── Recorded data ──

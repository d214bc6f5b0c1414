//! The access layer facade.
//!
//! One request runs end-to-end through here: route the identifier,
//! validate the values when the operation mutates, delegate to the store,
//! and publish a change event when the mutation had effect. The provider
//! itself keeps no state across calls; every operation re-reads or
//! re-writes through the store.
//!
//! Item identifiers always pin the filter to their own key, regardless of
//! any caller-supplied filter. This is done by explicit filter rewriting
//! here, not by the store.

use std::borrow::Cow;
use std::sync::Arc;

use tracing::info;

use crate::error::{Result, StoreError};
use crate::notify::ChangeHub;
use crate::persist::{Filter, RowId, SortOrder, Store};
use crate::router::{Router, Target};
use crate::schema::{COL_REORDER_QUANTITY, Record, TABLE, Value, Values};
use crate::validate;

/// The rows produced by one query, together with the identifier they were
/// produced for. A collaborator that wants to observe invalidation of
/// this result subscribes with [`Snapshot::target`].
#[derive(Debug, Clone)]
pub struct Snapshot {
    identifier: String,
    target: Target,
    rows: Vec<Values>,
}

impl Snapshot {
    /// The identifier this snapshot answers for.
    pub fn identifier(&self) -> &str {
        &self.identifier
    }

    pub fn target(&self) -> Target {
        self.target
    }

    pub fn rows(&self) -> &[Values] {
        &self.rows
    }

    pub fn len(&self) -> usize {
        self.rows.len()
    }

    pub fn is_empty(&self) -> bool {
        self.rows.is_empty()
    }

    pub fn into_rows(self) -> Vec<Values> {
        self.rows
    }

    /// Materialize typed records. Only meaningful for unprojected
    /// queries, where every declared column is present.
    pub fn records(&self) -> Result<Vec<Record>> {
        self.rows.iter().map(Record::from_values).collect()
    }
}

/// Facade over router, validator, store and change hub.
pub struct InventoryProvider {
    router: Router,
    store: Store,
    hub: Arc<ChangeHub>,
}

impl InventoryProvider {
    /// Wire a provider together. The router and hub are built by the
    /// process at startup and handed in; nothing here is ambient.
    pub fn new(router: Router, store: Store, hub: Arc<ChangeHub>) -> InventoryProvider {
        InventoryProvider { router, store, hub }
    }

    pub fn router(&self) -> &Router {
        &self.router
    }

    /// The hub a collaborator subscribes to for change events.
    pub fn hub(&self) -> &Arc<ChangeHub> {
        &self.hub
    }

    /// Handle a query request. Item identifiers pin the filter to their
    /// own key; the caller-supplied filter applies to collection queries
    /// only.
    pub fn query(
        &self,
        identifier: &str,
        projection: Option<&[&str]>,
        filter: &Filter,
        order: Option<&SortOrder>,
    ) -> Result<Snapshot> {
        let target = self.router.classify(identifier)?;
        let effective = match target {
            Target::Collection => Cow::Borrowed(filter),
            Target::Item(key) => Cow::Owned(Filter::id(key)),
        };
        let rows = self.store.query(&effective, projection, order)?;
        info!(identifier, rows = rows.len(), "query");
        Ok(Snapshot { identifier: identifier.to_owned(), target, rows })
    }

    /// Handle an insert request. Only meaningful for the collection
    /// identifier; validation failures abort before storage is touched.
    /// On success a change event scoped to the collection is published.
    pub fn insert(&self, identifier: &str, values: &Values) -> Result<RowId> {
        match self.router.classify(identifier)? {
            Target::Item(_) => Err(StoreError::UnsupportedOperation(format!(
                "insert is not supported for item identifier {identifier}"
            ))),
            Target::Collection => {
                validate::check(values)?;
                let id = self.store.insert(&clamp_reorder(values))?;
                info!(identifier, id, "product inserted");
                self.hub.publish(Target::Collection, identifier);
                Ok(id)
            }
        }
    }

    /// Handle an update request. An empty value map is a no-op returning
    /// 0; only present columns are validated; a change event is published
    /// iff at least one row changed.
    pub fn update(&self, identifier: &str, values: &Values, filter: &Filter) -> Result<usize> {
        let target = self.router.classify(identifier)?;
        if values.is_empty() {
            info!(identifier, "nothing to update");
            return Ok(0);
        }
        validate::check(values)?;
        let effective = match target {
            Target::Collection => Cow::Borrowed(filter),
            Target::Item(key) => Cow::Owned(Filter::id(key)),
        };
        let count = self.store.update(&effective, &clamp_reorder(values))?;
        info!(identifier, count, "update");
        if count > 0 {
            self.hub.publish(target, identifier);
        }
        Ok(count)
    }

    /// Handle a delete request. An absent filter on the collection means
    /// all rows; a change event is published iff at least one row was
    /// removed.
    pub fn delete(&self, identifier: &str, filter: &Filter) -> Result<usize> {
        let target = self.router.classify(identifier)?;
        let effective = match target {
            Target::Collection => Cow::Borrowed(filter),
            Target::Item(key) => Cow::Owned(Filter::id(key)),
        };
        let count = self.store.delete(&effective)?;
        info!(identifier, count, "delete");
        if count > 0 {
            self.hub.publish(target, identifier);
        }
        Ok(count)
    }

    /// The MIME-like type tag of the data behind an identifier. Purely
    /// informational, no side effects.
    pub fn type_of(&self, identifier: &str) -> Result<String> {
        match self.router.classify(identifier)? {
            Target::Collection => Ok(format!(
                "vnd.stockroom.dir/{}/{}",
                self.router.authority(),
                TABLE
            )),
            Target::Item(_) => Ok(format!(
                "vnd.stockroom.item/{}/{}",
                self.router.authority(),
                TABLE
            )),
        }
    }
}

// The reorder quantity is clamped to a positive number of units at this
// boundary, so a stored row can always be reordered as-is.
fn clamp_reorder(values: &Values) -> Cow<'_, Values> {
    match values.get(COL_REORDER_QUANTITY) {
        Some(Value::Integer(units)) if *units < 1 => {
            let mut clamped = values.clone();
            clamped.put(COL_REORDER_QUANTITY, 1);
            Cow::Owned(clamped)
        }
        _ => Cow::Borrowed(values),
    }
}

───

List the lines of the records where "Handle" occurs.

* **Task solution**:
    /// Handle a query request. Item identifiers pin the filter to their
    /// Handle an insert request. Only meaningful for the collection
    /// Handle an update request. An empty value map is a no-op returning
    /// Handle a delete request. An absent filter on the collection means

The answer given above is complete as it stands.